The records:
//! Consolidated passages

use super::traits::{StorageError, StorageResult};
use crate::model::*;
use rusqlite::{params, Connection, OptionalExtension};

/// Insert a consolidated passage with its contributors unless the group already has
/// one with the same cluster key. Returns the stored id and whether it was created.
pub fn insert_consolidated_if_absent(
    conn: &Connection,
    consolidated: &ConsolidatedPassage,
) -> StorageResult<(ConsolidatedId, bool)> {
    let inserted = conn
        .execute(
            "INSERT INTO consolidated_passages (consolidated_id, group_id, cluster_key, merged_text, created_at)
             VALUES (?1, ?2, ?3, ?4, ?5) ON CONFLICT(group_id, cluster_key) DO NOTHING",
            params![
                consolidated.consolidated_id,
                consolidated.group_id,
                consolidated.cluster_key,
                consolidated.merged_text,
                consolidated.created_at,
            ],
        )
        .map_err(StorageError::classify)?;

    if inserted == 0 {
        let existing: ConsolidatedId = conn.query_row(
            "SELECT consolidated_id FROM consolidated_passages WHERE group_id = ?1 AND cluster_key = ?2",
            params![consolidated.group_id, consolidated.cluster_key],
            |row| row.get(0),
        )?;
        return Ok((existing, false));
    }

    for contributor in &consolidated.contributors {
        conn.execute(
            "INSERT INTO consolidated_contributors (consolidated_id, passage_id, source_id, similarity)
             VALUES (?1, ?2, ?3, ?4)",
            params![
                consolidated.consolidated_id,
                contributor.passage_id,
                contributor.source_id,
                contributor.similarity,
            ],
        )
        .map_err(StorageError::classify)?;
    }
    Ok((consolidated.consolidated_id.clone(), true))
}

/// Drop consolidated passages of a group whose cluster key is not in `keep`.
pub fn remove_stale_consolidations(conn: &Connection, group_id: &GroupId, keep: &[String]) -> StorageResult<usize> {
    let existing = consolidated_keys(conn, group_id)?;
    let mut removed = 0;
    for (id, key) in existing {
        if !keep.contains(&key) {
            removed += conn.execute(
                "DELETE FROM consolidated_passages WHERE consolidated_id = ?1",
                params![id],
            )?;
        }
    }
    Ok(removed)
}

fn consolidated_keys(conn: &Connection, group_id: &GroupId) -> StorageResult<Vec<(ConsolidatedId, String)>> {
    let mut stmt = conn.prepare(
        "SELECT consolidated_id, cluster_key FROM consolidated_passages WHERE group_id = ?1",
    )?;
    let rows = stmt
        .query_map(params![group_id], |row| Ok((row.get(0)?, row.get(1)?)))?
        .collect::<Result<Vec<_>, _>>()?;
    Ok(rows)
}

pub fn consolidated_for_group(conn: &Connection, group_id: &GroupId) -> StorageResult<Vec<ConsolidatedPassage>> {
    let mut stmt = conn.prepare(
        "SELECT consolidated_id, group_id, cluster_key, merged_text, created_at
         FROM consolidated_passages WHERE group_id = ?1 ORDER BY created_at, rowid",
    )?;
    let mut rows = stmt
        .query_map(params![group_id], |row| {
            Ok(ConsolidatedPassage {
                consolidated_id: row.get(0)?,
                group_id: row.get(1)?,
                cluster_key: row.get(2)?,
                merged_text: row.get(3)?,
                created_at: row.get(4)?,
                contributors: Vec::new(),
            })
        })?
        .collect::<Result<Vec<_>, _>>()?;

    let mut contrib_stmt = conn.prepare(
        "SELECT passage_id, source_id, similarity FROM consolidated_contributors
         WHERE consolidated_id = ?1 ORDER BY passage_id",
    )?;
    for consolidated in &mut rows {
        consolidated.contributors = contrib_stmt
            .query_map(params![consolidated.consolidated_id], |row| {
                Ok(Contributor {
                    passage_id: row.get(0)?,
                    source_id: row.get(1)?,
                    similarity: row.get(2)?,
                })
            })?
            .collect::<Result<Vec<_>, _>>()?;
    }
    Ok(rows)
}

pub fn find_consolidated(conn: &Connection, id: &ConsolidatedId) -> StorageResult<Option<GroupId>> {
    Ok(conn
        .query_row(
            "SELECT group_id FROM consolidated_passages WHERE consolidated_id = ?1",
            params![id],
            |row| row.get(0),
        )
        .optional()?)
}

Requirement:
The listing above is to be reproduced without a single change.

Exercise output:
//! Consolidated passages

use super::traits::{StorageError, StorageResult};
use crate::model::*;
use rusqlite::{params, Connection, OptionalExtension};

/// Insert a consolidated passage with its contributors unless the group already has
/// one with the same cluster key. Returns the stored id and whether it was created.
pub fn insert_consolidated_if_absent(
    conn: &Connection,
    consolidated: &ConsolidatedPassage,
) -> StorageResult<(ConsolidatedId, bool)> {
    let inserted = conn
        .execute(
            "INSERT INTO consolidated_passages (consolidated_id, group_id, cluster_key, merged_text, created_at)
             VALUES (?1, ?2, ?3, ?4, ?5) ON CONFLICT(group_id, cluster_key) DO NOTHING",
            params![
                consolidated.consolidated_id,
                consolidated.group_id,
                consolidated.cluster_key,
                consolidated.merged_text,
                consolidated.created_at,
            ],
        )
        .map_err(StorageError::classify)?;

    if inserted == 0 {
        let existing: ConsolidatedId = conn.query_row(
            "SELECT consolidated_id FROM consolidated_passages WHERE group_id = ?1 AND cluster_key = ?2",
            params![consolidated.group_id, consolidated.cluster_key],
            |row| row.get(0),
        )?;
        return Ok((existing, false));
    }

    for contributor in &consolidated.contributors {
        conn.execute(
            "INSERT INTO consolidated_contributors (consolidated_id, passage_id, source_id, similarity)
             VALUES (?1, ?2, ?3, ?4)",
            params![
                consolidated.consolidated_id,
                contributor.passage_id,
                contributor.source_id,
                contributor.similarity,
            ],
        )
        .map_err(StorageError::classify)?;
    }
    Ok((consolidated.consolidated_id.clone(), true))
}

/// Drop consolidated passages of a group whose cluster key is not in `keep`.
pub fn remove_stale_consolidations(conn: &Connection, group_id: &GroupId, keep: &[String]) -> StorageResult<usize> {
    let existing = consolidated_keys(conn, group_id)?;
    let mut removed = 0;
    for (id, key) in existing {
        if !keep.contains(&key) {
            removed += conn.execute(
                "DELETE FROM consolidated_passages WHERE consolidated_id = ?1",
                params![id],
            )?;
        }
    }
    Ok(removed)
}

fn consolidated_keys(conn: &Connection, group_id: &GroupId) -> StorageResult<Vec<(ConsolidatedId, String)>> {
    let mut stmt = conn.prepare(
        "SELECT consolidated_id, cluster_key FROM consolidated_passages WHERE group_id = ?1",
    )?;
    let rows = stmt
        .query_map(params![group_id], |row| Ok((row.get(0)?, row.get(1)?)))?
        .collect::<Result<Vec<_>, _>>()?;
    Ok(rows)
}

pub fn consolidated_for_group(conn: &Connection, group_id: &GroupId) -> StorageResult<Vec<ConsolidatedPassage>> {
    let mut stmt = conn.prepare(
        "SELECT consolidated_id, group_id, cluster_key, merged_text, created_at
         FROM consolidated_passages WHERE group_id = ?1 ORDER BY created_at, rowid",
    )?;
    let mut rows = stmt
        .query_map(params![group_id], |row| {
            Ok(ConsolidatedPassage {
                consolidated_id: row.get(0)?,
                group_id: row.get(1)?,
                cluster_key: row.get(2)?,
                merged_text: row.get(3)?,
                created_at: row.get(4)?,
                contributors: Vec::new(),
            })
        })?
        .collect::<Result<Vec<_>, _>>()?;

    let mut contrib_stmt = conn.prepare(
        "SELECT passage_id, source_id, similarity FROM consolidated_contributors
         WHERE consolidated_id = ?1 ORDER BY passage_id",
    )?;
    for consolidated in &mut rows {
        consolidated.contributors = contrib_stmt
            .query_map(params![consolidated.consolidated_id], |row| {
                Ok(Contributor {
                    passage_id: row.get(0)?,
                    source_id: row.get(1)?,
                    similarity: row.get(2)?,
                })
            })?
            .collect::<Result<Vec<_>, _>>()?;
    }
    Ok(rows)
}

pub fn find_consolidated(conn: &Connection, id: &ConsolidatedId) -> StorageResult<Option<GroupId>> {
    Ok(conn
        .query_row(
            "SELECT group_id FROM consolidated_passages WHERE consolidated_id = ?1",
            params![id],
            |row| row.get(0),
        )
        .optional()?)
}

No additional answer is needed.